Mass spectrometry is the primary analytical technique used to characterize the complex oligosaccharides that decorate cell surfaces. Monosaccharide building blocks are often simple epimers, which when combined produce diastereomeric glycoconjugates indistinguishable by mass spectrometry. Structure elucidation frequently relies on assumptions that biosynthetic pathways are highly conserved. Here, we show that biosynthetic enzymes can display unexpected promiscuity, with human glycosyltransferase pp-a-GanT2 able to utilize both uridine diphosphate N-acetylglucosamine and uridine diphosphate N-acetylgalactosamine, leading to the synthesis of epimeric glycopeptides in vitro.
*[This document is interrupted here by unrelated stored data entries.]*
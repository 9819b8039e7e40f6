//! Credential hashing helper (`htpasswd`).

use std::path::{Path, PathBuf};

use {async_trait::async_trait, sitegate_config::HashAlgorithm, tracing::info};

use crate::{Error, Result, process};

// ── Trait ─────────────────────────────────────────────────────────────────────

/// Writes and removes `username:hash` lines in a credential file.
#[async_trait]
pub trait CredentialTool: Send + Sync {
    /// Create the file if absent, otherwise add or replace `username`'s line.
    async fn hash_and_store(&self, artifact: &Path, username: &str, password: &str)
    -> Result<()>;
    /// Remove `username`'s line from the file.
    async fn remove_entry(&self, artifact: &Path, username: &str) -> Result<()>;

    /// Fail with `ExternalToolUnavailable` when the helper cannot run at all.
    fn ensure_available(&self) -> Result<()> {
        Ok(())
    }
}

// ── CLI-based implementation ─────────────────────────────────────────────────

/// Shells out to `htpasswd`, possibly through a container exec prefix.
///
/// The password is passed on stdin (`-i`) so it never shows up in the
/// process list.
#[derive(Debug, Clone)]
pub struct HtpasswdCli {
    command: Vec<String>,
    algorithm: HashAlgorithm,
    /// `(host_dir, container_dir)` used to translate artifact paths when the
    /// helper runs inside the proxy container.
    path_map: Option<(PathBuf, PathBuf)>,
}

impl HtpasswdCli {
    pub fn new(command: Vec<String>, algorithm: HashAlgorithm) -> Self {
        Self {
            command,
            algorithm,
            path_map: None,
        }
    }

    /// Translate paths under `host_dir` to `container_dir` before invoking
    /// the helper.
    #[must_use]
    pub fn with_path_map(mut self, host_dir: PathBuf, container_dir: PathBuf) -> Self {
        self.path_map = Some((host_dir, container_dir));
        self
    }

    pub fn from_config(config: &sitegate_config::SitegateConfig) -> Self {
        let tool = Self::new(config.htpasswd.command.clone(), config.htpasswd.algorithm);
        match &config.htpasswd.container_dir {
            Some(container_dir) => {
                tool.with_path_map(config.paths.htpasswd_dir.clone(), container_dir.clone())
            },
            None => tool,
        }
    }

    fn helper_path(&self, artifact: &Path) -> Result<PathBuf> {
        let Some((host_dir, container_dir)) = &self.path_map else {
            return Ok(artifact.to_path_buf());
        };
        let relative = artifact.strip_prefix(host_dir).map_err(|_| {
            Error::message(format!(
                "{} is outside the mapped htpasswd directory {}",
                artifact.display(),
                host_dir.display()
            ))
        })?;
        Ok(container_dir.join(relative))
    }

    /// Flags for a store call. `-c` is only passed when there is nothing to
    /// preserve, since it truncates the file.
    fn store_flags(&self, create: bool) -> String {
        let mut flags = String::from("-i");
        if create {
            flags.push('c');
        }
        flags.push(self.algorithm.flag());
        flags
    }

    async fn invoke(&self, extra: Vec<String>, stdin: Option<&str>) -> Result<()> {
        let (program, prefix) = process::split_command(&self.command)?;
        let mut args = prefix.to_vec();
        args.extend(extra);
        process::run(program, &args, stdin).await?;
        Ok(())
    }
}

fn is_empty_or_missing(path: &Path) -> bool {
    std::fs::metadata(path).map_or(true, |m| m.len() == 0)
}

#[async_trait]
impl CredentialTool for HtpasswdCli {
    async fn hash_and_store(
        &self,
        artifact: &Path,
        username: &str,
        password: &str,
    ) -> Result<()> {
        let create = is_empty_or_missing(artifact);
        let target = self.helper_path(artifact)?;
        self.invoke(
            vec![
                self.store_flags(create),
                target.to_string_lossy().into_owned(),
                username.to_string(),
            ],
            Some(password),
        )
        .await?;
        info!(path = %artifact.display(), username, create, "stored credential line");
        Ok(())
    }

    async fn remove_entry(&self, artifact: &Path, username: &str) -> Result<()> {
        let target = self.helper_path(artifact)?;
        self.invoke(
            vec![
                "-D".to_string(),
                target.to_string_lossy().into_owned(),
                username.to_string(),
            ],
            None,
        )
        .await?;
        info!(path = %artifact.display(), username, "removed credential line");
        Ok(())
    }

    fn ensure_available(&self) -> Result<()> {
        let (program, _) = process::split_command(&self.command)?;
        process::ensure_available(program)
    }
}

#[allow(clippy::unwrap_used, clippy::expect_used)]
#[cfg(test)]
mod tests {
    use super::*;

    #[test]
    fn store_flags_follow_algorithm_and_create() {
        let tool = HtpasswdCli::new(vec!["htpasswd".into()], HashAlgorithm::Bcrypt);
        assert_eq!(tool.store_flags(true), "-icB");
        assert_eq!(tool.store_flags(false), "-iB");

        let md5 = HtpasswdCli::new(vec!["htpasswd".into()], HashAlgorithm::Md5);
        assert_eq!(md5.store_flags(false), "-im");
    }

    #[test]
    fn container_path_translation() {
        let tool = HtpasswdCli::new(vec!["docker".into()], HashAlgorithm::Bcrypt).with_path_map(
            PathBuf::from("/opt/proxy/htpasswd"),
            PathBuf::from("/etc/nginx/htpasswd"),
        );
        assert_eq!(
            tool.helper_path(Path::new("/opt/proxy/htpasswd/.example.com.x1.tmp"))
                .unwrap(),
            PathBuf::from("/etc/nginx/htpasswd/.example.com.x1.tmp")
        );
        assert!(tool.helper_path(Path::new("/tmp/elsewhere")).is_err());
    }

    #[test]
    fn unmapped_paths_pass_through() {
        let tool = HtpasswdCli::new(vec!["htpasswd".into()], HashAlgorithm::Sha);
        assert_eq!(
            tool.helper_path(Path::new("/etc/nginx/htpasswd/default")).unwrap(),
            PathBuf::from("/etc/nginx/htpasswd/default")
        );
    }

    #[test]
    fn empty_files_count_as_new() {
        let tmp = tempfile::tempdir().unwrap();
        let path = tmp.path().join("example.com");
        assert!(is_empty_or_missing(&path));
        std::fs::write(&path, "").unwrap();
        assert!(is_empty_or_missing(&path));
        std::fs::write(&path, "alice:x\n").unwrap();
        assert!(!is_empty_or_missing(&path));
    }

    #[test]
    fn missing_helper_is_unavailable() {
        let tool = HtpasswdCli::new(vec!["sitegate-no-such-htpasswd".into()], HashAlgorithm::Bcrypt);
        assert!(matches!(
            tool.ensure_available(),
            Err(Error::ExternalToolUnavailable { .. })
        ));
    }

    /// Drives the real helper through a shell stand-in that records its argv
    /// and stdin.
    #[cfg(unix)]
    #[tokio::test]
    async fn invokes_helper_with_stdin_password() {
        let tmp = tempfile::tempdir().unwrap();
        let log = tmp.path().join("calls.log");
        let script = format!(
            "read pw; echo \"$@|$pw\" >> {}",
            log.display()
        );
        let tool = HtpasswdCli::new(
            vec!["sh".into(), "-c".into(), script, "htpasswd".into()],
            HashAlgorithm::Bcrypt,
        );
        let artifact = tmp.path().join("example.com");
        tool.hash_and_store(&artifact, "alice", "hunter2").await.unwrap();

        let logged = std::fs::read_to_string(&log).unwrap();
        assert_eq!(
            logged.trim(),
            format!("-icB {} alice|hunter2", artifact.display())
        );
    }
}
Ion-mobility mass spectrometry (IM-MS) was used to separate these structures and, significantly, enabled characterization of the attached glycan based on the drift times of the monosaccharide product ions generated following collision-induced dissociation. Finally, ion-mobility mass spectrometry following fragmentation was used to determine the nature of both the reducing and non-reducing glycans of a series of epimeric disaccharides and the branched pentasaccharide Man3 glycan, demonstrating that this technique may prove useful for the sequencing of complex oligosaccharides.